·被徐志摩吓着了·
1919年,林長民在未經總統首肯的前提下公布了“巴黎和會”政府出賣青島之劣行,從而引發了“五四”運動。總統徐世昌出于愛才,建議林長民“赴歐洲考察西方憲政”,無疑是将這刺兒頭弄走。翌年春夏之交,林長民抑郁而行,帶上了女兒林徽因,并告之:“我此次遠遊攜汝同行。第一要汝多觀察諸國事物增長見識。第二要汝近我身邊能領悟我的兇次懷抱……第三要汝暫時離去家庭煩瑣生活,俾得擴大眼光,養成将來改良社會的見解與能力。
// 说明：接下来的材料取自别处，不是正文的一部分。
use ratatui::Frame;
use ratatui::layout::{Constraint, Layout, Rect};
use ratatui::style::{Color, Style};
use ratatui::text::Line;

use crate::core::state::Viewer;
use crate::tui::component::Component;
use crate::tui::components::{ProgressBar, StoryCard, TitleBar};

/// Share of the screen width (percent) taken by each side tap zone.
const TAP_ZONE_PERCENT: u16 = 40;

const HELP_TEXT: &str = " ← h back   → l next   space pause   q close ";

/// Which part of the screen a click landed on.
#[derive(Debug, Clone, Copy, PartialEq, Eq)]
pub enum TapZone {
    /// Left 40%: previous item.
    Back,
    /// Right 40%: next item.
    Forward,
}

fn layout(area: Rect) -> [Rect; 4] {
    use Constraint::{Length, Min};
    Layout::vertical([Length(1), Length(1), Min(0), Length(1)]).areas(area)
}

pub fn draw_ui(frame: &mut Frame, viewer: &Viewer) {
    let [progress_area, title_area, card_area, help_area] = layout(frame.area());
    let queue = viewer.queue();
    let clock = viewer.clock();

    ProgressBar::new(queue.len(), queue.current(), viewer.progress()).render(frame, progress_area);

    TitleBar::new(
        queue.subject().to_string(),
        queue.current(),
        queue.len(),
        viewer.status_message.clone(),
    )
    .render(frame, title_area);

    StoryCard::new(
        viewer.current_item(),
        &viewer.media,
        clock.elapsed(),
        clock.total(),
        clock.is_paused(),
    )
    .render(frame, card_area);

    frame.render_widget(
        Line::from(HELP_TEXT)
            .style(Style::default().fg(Color::DarkGray))
            .centered(),
        help_area,
    );
}

/// Map a click column to a tap zone. The middle 20% is dead space.
pub fn tap_zone(column: u16, width: u16) -> Option<TapZone> {
    if width == 0 || column >= width {
        return None;
    }
    let zone = (width as u32 * TAP_ZONE_PERCENT as u32 / 100) as u16;
    if column < zone {
        Some(TapZone::Back)
    } else if column >= width - zone {
        Some(TapZone::Forward)
    } else {
        None
    }
}

#[cfg(test)]
mod tests {
    use super::*;
    use crate::test_support::test_viewer;
    use ratatui::Terminal;
    use ratatui::backend::TestBackend;

    #[test]
    fn test_tap_zones() {
        assert_eq!(tap_zone(0, 100), Some(TapZone::Back));
        assert_eq!(tap_zone(39, 100), Some(TapZone::Back));
        assert_eq!(tap_zone(40, 100), None);
        assert_eq!(tap_zone(59, 100), None);
        assert_eq!(tap_zone(60, 100), Some(TapZone::Forward));
        assert_eq!(tap_zone(99, 100), Some(TapZone::Forward));
    }

    #[test]
    fn test_tap_zone_out_of_bounds() {
        assert_eq!(tap_zone(100, 100), None);
        assert_eq!(tap_zone(0, 0), None);
    }

    #[test]
    fn test_draw_ui() {
        let backend = TestBackend::new(80, 24);
        let mut terminal = Terminal::new(backend).unwrap();
        let mut viewer = test_viewer(3);
        viewer.on_advance_requested();

        terminal.draw(|f| draw_ui(f, &viewer)).unwrap();

        let text: String = terminal
            .backend()
            .buffer()
            .content()
            .iter()
            .map(|c| c.symbol())
            .collect();
        assert!(text.contains("2/3"));
        assert!(text.contains("story_1"));
        assert!(text.contains("stories/1.jpg"));
        assert!(text.contains("q close"));
    }
}
//! # Viewer State
//!
//! One `Viewer` per viewing session. It owns the story queue and the
//! playback clock, and is the navigation controller: the only code that
//! moves `current`.
//!
//! ```text
//! Viewer
//! ├── queue: StoryQueue              // items + current index
//! ├── clock: PlaybackClock           // progress for the current item
//! ├── media: MediaStatus             // resolver result for the current item
//! ├── retreat_policy: RetreatPolicy  // what "back" does at the first item
//! ├── skip_failed_media: bool        // failed media counts as auto-advance
//! ├── furthest: usize                // highest index reached
//! ├── phase: Phase                   // Viewing / Completed / Exited
//! └── status_message: String         // status bar text
//! ```
//!
//! Every transition follows the same order: cancel the clock (which
//! invalidates outstanding tick tokens), move the index, then restart the
//! clock for the new item. A tick scheduled for item N can therefore never
//! land on item N+1.

use serde::{Deserialize, Serialize};

use crate::core::clock::{PlaybackClock, TickToken};
use crate::core::story::{StoryItem, StoryQueue};
use crate::media::ResolvedMedia;

/// What "retreat" does when the viewer is already on the first item.
#[derive(Debug, Clone, Copy, Default, PartialEq, Eq, Serialize, Deserialize, clap::ValueEnum)]
#[serde(rename_all = "lowercase")]
pub enum RetreatPolicy {
    /// Nothing happens.
    #[default]
    Stay,
    /// Leave the viewer.
    Exit,
}

impl RetreatPolicy {
    pub fn parse(s: &str) -> Option<Self> {
        match s.trim().to_ascii_lowercase().as_str() {
            "stay" => Some(RetreatPolicy::Stay),
            "exit" => Some(RetreatPolicy::Exit),
            _ => None,
        }
    }
}

/// Observable state of the navigation state machine.
#[derive(Debug, Clone, Copy, PartialEq, Eq)]
pub enum ViewerStatus {
    Viewing(usize),
    Exited,
}

#[derive(Debug, Clone, Copy, PartialEq, Eq)]
enum Phase {
    Viewing,
    /// Advanced past the last item.
    Completed,
    /// Closed by the user.
    Exited,
}

/// Outcome of a navigation request.
#[derive(Debug, Clone, Copy, PartialEq, Eq)]
pub enum Transition {
    /// `current` changed; ticks must now carry the new token.
    Moved(TickToken),
    /// Nothing changed.
    Stayed,
    /// Advance at the last item. `current` is left where it was.
    SessionComplete,
    Exited,
}

/// Resolution state of the item on screen.
#[derive(Debug, Clone, PartialEq)]
pub enum MediaStatus {
    Pending,
    Ready(ResolvedMedia),
    Failed(String),
}

/// Knobs the viewer needs from the resolved config.
#[derive(Debug, Clone, Copy)]
pub struct ViewerSettings {
    pub tick_rate_hz: u32,
    pub retreat_policy: RetreatPolicy,
    pub skip_failed_media: bool,
}

impl Default for ViewerSettings {
    fn default() -> Self {
        Self {
            tick_rate_hz: crate::core::clock::DEFAULT_TICK_RATE_HZ,
            retreat_policy: RetreatPolicy::default(),
            skip_failed_media: true,
        }
    }
}

pub struct Viewer {
    queue: StoryQueue,
    clock: PlaybackClock,
    pub media: MediaStatus,
    pub retreat_policy: RetreatPolicy,
    pub skip_failed_media: bool,
    furthest: usize,
    phase: Phase,
    pub status_message: String,
}

impl Viewer {
    /// Opens a session on the first item with the clock already running.
    pub fn new(queue: StoryQueue, settings: ViewerSettings) -> Self {
        let mut clock = PlaybackClock::new(settings.tick_rate_hz);
        clock.restart(queue.current_item().duration);
        let status_message = format!("{}'s story", queue.subject());
        Self {
            queue,
            clock,
            media: MediaStatus::Pending,
            retreat_policy: settings.retreat_policy,
            skip_failed_media: settings.skip_failed_media,
            furthest: 0,
            phase: Phase::Viewing,
            status_message,
        }
    }

    pub fn queue(&self) -> &StoryQueue {
        &self.queue
    }

    pub fn clock(&self) -> &PlaybackClock {
        &self.clock
    }

    pub(crate) fn clock_mut(&mut self) -> &mut PlaybackClock {
        &mut self.clock
    }

    pub fn current_item(&self) -> &StoryItem {
        self.queue.current_item()
    }

    pub fn current_token(&self) -> TickToken {
        self.clock.token()
    }

    pub fn progress(&self) -> f32 {
        self.clock.progress()
    }

    pub fn status(&self) -> ViewerStatus {
        match self.phase {
            Phase::Viewing => ViewerStatus::Viewing(self.queue.current()),
            Phase::Completed | Phase::Exited => ViewerStatus::Exited,
        }
    }

    pub fn is_active(&self) -> bool {
        self.phase == Phase::Viewing
    }

    /// True when the session ended by running out of items.
    pub fn is_completed(&self) -> bool {
        self.phase == Phase::Completed
    }

    /// Number of distinct items shown so far (the first counts on entry).
    pub fn items_seen(&self) -> usize {
        self.furthest + 1
    }

    /// Shared by manual taps and clock completion.
    pub fn on_advance_requested(&mut self) -> Transition {
        if !self.is_active() {
            return Transition::Stayed;
        }
        if !self.queue.has_next() {
            self.clock.cancel();
            self.phase = Phase::Completed;
            self.status_message = String::from("End of story");
            return Transition::SessionComplete;
        }

        self.clock.cancel();
        self.queue.step_forward();
        Transition::Moved(self.rebind_clock())
    }

    pub fn on_retreat_requested(&mut self) -> Transition {
        if !self.is_active() {
            return Transition::Stayed;
        }
        if !self.queue.has_previous() {
            return match self.retreat_policy {
                RetreatPolicy::Stay => Transition::Stayed,
                RetreatPolicy::Exit => self.exit(),
            };
        }

        self.clock.cancel();
        self.queue.step_back();
        Transition::Moved(self.rebind_clock())
    }

    pub fn exit(&mut self) -> Transition {
        self.clock.cancel();
        if self.phase == Phase::Viewing {
            self.phase = Phase::Exited;
        }
        Transition::Exited
    }

    /// Returns true if the clock is now paused.
    pub fn toggle_pause(&mut self) -> bool {
        if self.clock.is_paused() {
            self.clock.resume();
            self.status_message = format!("{}'s story", self.queue.subject());
            false
        } else {
            self.clock.pause();
            self.status_message = String::from("Paused");
            true
        }
    }

    fn rebind_clock(&mut self) -> TickToken {
        let current = self.queue.current();
        self.furthest = self.furthest.max(current);
        self.media = MediaStatus::Pending;
        self.status_message = format!("{}'s story", self.queue.subject());
        self.clock.restart(self.queue.current_item().duration)
    }
}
”
父女二人從上海出發,先抵法國,再轉道英國倫敦,等一切安頓下來後,林長民攜女漫遊歐洲大陸,并随時講解各地風土民情,尤為推崇其古典建築與現代工廠能達到完美融合,既照顧了文化的傳承,又把握了時代的脈搏,國家如何不繁榮強盛?用現在的話概括,那叫和諧環保,持續性發展!
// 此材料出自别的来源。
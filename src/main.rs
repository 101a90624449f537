use std::fs::File;
use std::io;
use std::path::{Path, PathBuf};
use std::sync::Arc;

use clap::{Parser, Subcommand};
use pixie::core::config::{self, CliOverrides, PixieConfig};
use pixie::core::history;
use pixie::core::source;
use pixie::core::state::RetreatPolicy;
use pixie::media::DefaultResolver;
use simplelog::{ConfigBuilder, LevelFilter, WriteLogger};

#[derive(Parser)]
#[command(name = "pixie", about = "Terminal viewer for ephemeral stories")]
struct Args {
    #[command(subcommand)]
    command: Command,
}

#[derive(Subcommand)]
enum Command {
    /// Play a story file
    Play {
        /// JSON story file (`name` + `mediaItems`)
        story: PathBuf,
        /// Progress updates per second
        #[arg(long)]
        tick_rate: Option<u32>,
        /// Seconds each image stays on screen
        #[arg(long)]
        image_duration: Option<f64>,
        /// What going back on the first item does
        #[arg(long, value_enum)]
        retreat_at_start: Option<RetreatPolicy>,
        /// Keep items whose media fails to load instead of skipping them
        #[arg(long)]
        no_skip_failed: bool,
    },
    /// List recently viewed stories
    History {
        #[arg(short, long, default_value_t = 20)]
        limit: usize,
    },
}

#[tokio::main]
async fn main() -> io::Result<()> {
    let args = Args::parse();
    dotenv::dotenv().ok();

    // Initialize file logger - writes to pixie.log in current directory
    let log_config = ConfigBuilder::new()
        .set_time_format_rfc3339()
        .build();

    if let Ok(log_file) = File::create("pixie.log") {
        let _ = WriteLogger::init(LevelFilter::Debug, log_config, log_file);
    }

    log::info!("Pixie starting up");

    let file_config = config::load_config().unwrap_or_else(|e| {
        log::warn!("Ignoring config file: {}", e);
        eprintln!("warning: {e}; using defaults");
        PixieConfig::default()
    });

    match args.command {
        Command::Play {
            story,
            tick_rate,
            image_duration,
            retreat_at_start,
            no_skip_failed,
        } => {
            let cli = CliOverrides {
                tick_rate_hz: tick_rate,
                image_duration_secs: image_duration,
                retreat_at_start,
                skip_failed_media: no_skip_failed.then_some(false),
            };
            let resolved = config::resolve(&file_config, &cli);
            log::debug!("Resolved config: {:?}", resolved);

            // Load before the terminal switches modes so errors print normally
            let queue = source::load_story(&story, resolved.image_duration).map_err(|e| {
                log::warn!("Failed to load story {}: {}", story.display(), e);
                io::Error::other(e.to_string())
            })?;

            let base_dir = story.parent().unwrap_or(Path::new(".")).to_path_buf();
            let resolver = Arc::new(DefaultResolver::new(base_dir, resolved.http_timeout));
            pixie::tui::run(queue, &resolved, resolver)
        }
        Command::History { limit } => {
            let dir = history::history_dir()?;
            let view_history = history::load_history(&dir)?;
            if view_history.records.is_empty() {
                println!("No stories viewed yet.");
            }
            for record in history::recent(&view_history, limit) {
                println!("{}", history::format_record(record));
            }
            Ok(())
        }
    }
}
當時的林徽因不是很理解父親口中的經濟與政治之類,但驚豔于歐州美輪美奂的建築。父女環遊一圈再回倫敦後,林長民忙于“國聯”事物,林徽因便和建築師房東太太打得火熱,房東太太很喜歡這個聰穎的女孩子,到劍橋寫生采風經常帶着林,二人臨摹了許多經典樓閣景緻,大約從那時候起,林徽因便有了考察國内古代建築的願望:咱華夏地大物博,也該有人來做保護祖宗遺産的事兒。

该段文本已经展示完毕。